■ What the task requires
Below are the records; copy each line in which "width" can be found.

■ Exercise material
|---|

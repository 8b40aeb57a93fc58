use chrono::{DateTime, Utc};
use serde::{Deserialize, Serialize};

#[derive(Debug, Clone, PartialEq, Eq, Serialize, Deserialize, Default)]
pub struct PlaybackSnapshot {
    pub artist: String,
    pub track: String,
    pub artwork: Option<String>,
    pub progress_ms: u64,
    pub duration_ms: Option<u64>,
}

impl PlaybackSnapshot {
    pub fn new(artist: String, track: String, artwork: Option<String>) -> Self {
        Self {
            artist,
            track,
            artwork: artwork.filter(|a| !a.is_empty()),
            progress_ms: 0,
            duration_ms: None,
        }
    }

    pub fn with_progress(mut self, progress_ms: u64, duration_ms: Option<u64>) -> Self {
        self.progress_ms = progress_ms;
        self.duration_ms = duration_ms.filter(|d| *d > 0);
        self
    }

    /// Fraction of the track already played, clamped to `0.0..=1.0`.
    ///
    /// `None` when the duration is unknown.
    pub fn progress_ratio(&self) -> Option<f64> {
        let duration = self.duration_ms?;
        Some((self.progress_ms as f64 / duration as f64).clamp(0.0, 1.0))
    }

    pub fn display_name(&self) -> String {
        match (self.artist.is_empty(), self.track.is_empty()) {
            (true, true) => "Nothing playing".to_string(),
            (true, false) => self.track.clone(),
            (false, true) => self.artist.clone(),
            (false, false) => format!("{} - {}", self.artist, self.track),
        }
    }

    pub fn format_progress(&self) -> Option<String> {
        let duration = self.duration_ms?;
        Some(format!(
            "{} / {}",
            format_ms(self.progress_ms),
            format_ms(duration)
        ))
    }
}

pub fn format_ms(ms: u64) -> String {
    let seconds = ms / 1000;
    format!("{}:{:02}", seconds / 60, seconds % 60)
}

/// Channel order of a raw 4-byte-per-pixel buffer.
#[derive(Debug, Clone, Copy, PartialEq, Eq, Serialize, Deserialize, Default)]
#[serde(rename_all = "lowercase")]
pub enum PixelFormat {
    #[default]
    Rgba,
    Bgra,
}

#[derive(Debug, Clone, PartialEq, Eq)]
pub struct PixelBuffer {
    pub width: u32,
    pub height: u32,
    pub format: PixelFormat,
    pub data: Vec<u8>,
}

impl PixelBuffer {
    pub fn from_rgba(width: u32, height: u32, data: Vec<u8>) -> Self {
        Self {
            width,
            height,
            format: PixelFormat::Rgba,
            data,
        }
    }

    /// Reorders channels in place. Swapping R and B is its own inverse, so
    /// any conversion between the two layouts is the same operation.
    pub fn into_format(mut self, format: PixelFormat) -> Self {
        if self.format != format {
            for px in self.data.chunks_exact_mut(4) {
                px.swap(0, 2);
            }
            self.format = format;
        }
        self
    }

    #[cfg(test)]
    pub fn pixel(&self, x: u32, y: u32) -> [u8; 4] {
        let i = ((y * self.width + x) * 4) as usize;
        [
            self.data[i],
            self.data[i + 1],
            self.data[i + 2],
            self.data[i + 3],
        ]
    }
}

#[derive(Debug, Clone, PartialEq, Eq)]
pub struct RenderedFrame {
    pub icon: PixelBuffer,
    pub bar: PixelBuffer,
}

#[derive(Debug, Clone, Copy, PartialEq, Eq, Hash, Serialize, Deserialize)]
#[serde(rename_all = "kebab-case")]
pub enum KeyAction {
    PlayPause,
    Next,
    Previous,
    Refresh,
}

impl KeyAction {
    /// The player command this key sends, if any. `Refresh` only redraws.
    pub fn media_command(self) -> Option<MediaCommand> {
        match self {
            KeyAction::PlayPause => Some(MediaCommand::PlayPause),
            KeyAction::Next => Some(MediaCommand::Next),
            KeyAction::Previous => Some(MediaCommand::Previous),
            KeyAction::Refresh => None,
        }
    }
}

impl std::fmt::Display for KeyAction {
    fn fmt(&self, f: &mut std::fmt::Formatter<'_>) -> std::fmt::Result {
        match self {
            KeyAction::PlayPause => write!(f, "play-pause"),
            KeyAction::Next => write!(f, "next"),
            KeyAction::Previous => write!(f, "previous"),
            KeyAction::Refresh => write!(f, "refresh"),
        }
    }
}

#[derive(Debug, Clone, Copy, PartialEq, Eq, Serialize, Deserialize)]
pub enum MediaCommand {
    PlayPause,
    Next,
    Previous,
}

impl MediaCommand {
    pub fn subcommand(self) -> &'static str {
        match self {
            MediaCommand::PlayPause => "play-pause",
            MediaCommand::Next => "next",
            MediaCommand::Previous => "previous",
        }
    }
}

#[derive(Debug, Clone, Serialize, Deserialize, Default)]
pub struct StatusReport {
    pub device: String,
    pub snapshot: Option<PlaybackSnapshot>,
    pub last_render: Option<DateTime<Utc>>,
    pub ticks: u64,
    pub failures: u64,
    pub last_error: Option<String>,
    pub streaming_enabled: bool,
    pub authenticated: bool,
}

|---|

■ Answer box
    pub width: u32,
    pub fn from_rgba(width: u32, height: u32, data: Vec<u8>) -> Self {
            width,
        let i = ((y * self.width + x) * 4) as usize;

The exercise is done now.